§ **Work task**: Your answer is to be the count alone: the number of lines in the data below where "export" appears.

┄┄┄┄┄┄┄┄┄┄┄┄┄┄┄┄┄┄┄┄

//! Procedural tone synthesis
//!
//! Oscillators, gain envelopes and a small `Synth` that renders short cues
//! into f32 buffers, plus PCM conversion and optional WAV export.
//!
//! # Example
//! ```no_run
//! use proc_gen::audio::*;
//!
//! let synth = Synth::new(SAMPLE_RATE);
//! let blip = synth.tone(510.0, 0.3, Envelope::exponential(0.1, 0.01));
//! let arpeggio = synth.note_sequence(
//!     &[523.0, 659.0, 784.0],
//!     0.2,
//!     0.8,
//!     Envelope::exponential(0.2, 0.01),
//! );
//!
//! #[cfg(feature = "wav-export")]
//! write_wav(&arpeggio, SAMPLE_RATE, std::path::Path::new("fanfare.wav"))?;
//! # let _ = blip;
//! # Ok::<(), std::io::Error>(())
//! ```

mod envelope;
mod export;
mod oscillators;
mod synth;

/// Default render rate for cues (22.05kHz)
pub const SAMPLE_RATE: u32 = 22050;

pub use envelope::Envelope;
pub use oscillators::{oscillator, sine};
pub use synth::Synth;

pub use export::{apply_gain, to_pcm_i16};

#[cfg(feature = "wav-export")]
pub use export::write_wav;

/// A rendered mono cue
#[derive(Clone, Debug, Default, PartialEq)]
pub struct AudioBuffer {
    pub sample_rate: u32,
    /// Nominally within [-1, 1]; gain may push past it before quantization
    pub samples: Vec<f32>,
}

impl AudioBuffer {
    pub fn new(sample_rate: u32) -> Self {
        Self::from_samples(sample_rate, Vec::new())
    }

    pub fn from_samples(sample_rate: u32, samples: Vec<f32>) -> Self {
        Self {
            sample_rate,
            samples,
        }
    }

    /// Length in seconds; zero for a buffer without a rate
    pub fn duration(&self) -> f32 {
        match self.sample_rate {
            0 => 0.0,
            rate => self.samples.len() as f32 / rate as f32,
        }
    }

    pub fn len(&self) -> usize {
        self.samples.len()
    }

    pub fn is_empty(&self) -> bool {
        self.samples.is_empty()
    }

    /// Largest absolute sample value
    pub fn peak(&self) -> f32 {
        self.samples.iter().fold(0.0f32, |m, s| m.max(s.abs()))
    }
}

#[cfg(test)]
mod tests {
    use super::*;

    #[test]
    fn test_empty_buffer() {
        let buf = AudioBuffer::new(SAMPLE_RATE);
        assert!(buf.is_empty());
        assert_eq!(buf.duration(), 0.0);
        assert_eq!(buf.peak(), 0.0);
    }

    #[test]
    fn test_half_second_duration() {
        let buf = AudioBuffer::from_samples(SAMPLE_RATE, vec![0.0; SAMPLE_RATE as usize / 2]);
        assert!((buf.duration() - 0.5).abs() < 0.001);
        assert_eq!(AudioBuffer::from_samples(0, vec![0.0; 4]).duration(), 0.0);
    }

    #[test]
    fn test_peak_uses_magnitude() {
        let buf = AudioBuffer::from_samples(SAMPLE_RATE, vec![0.1, -0.6, 0.3]);
        assert!((buf.peak() - 0.6).abs() < 1e-6);
    }
}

┄┄┄┄┄┄┄┄┄┄┄┄┄┄┄┄┄┄┄┄

§ **Answer**: 6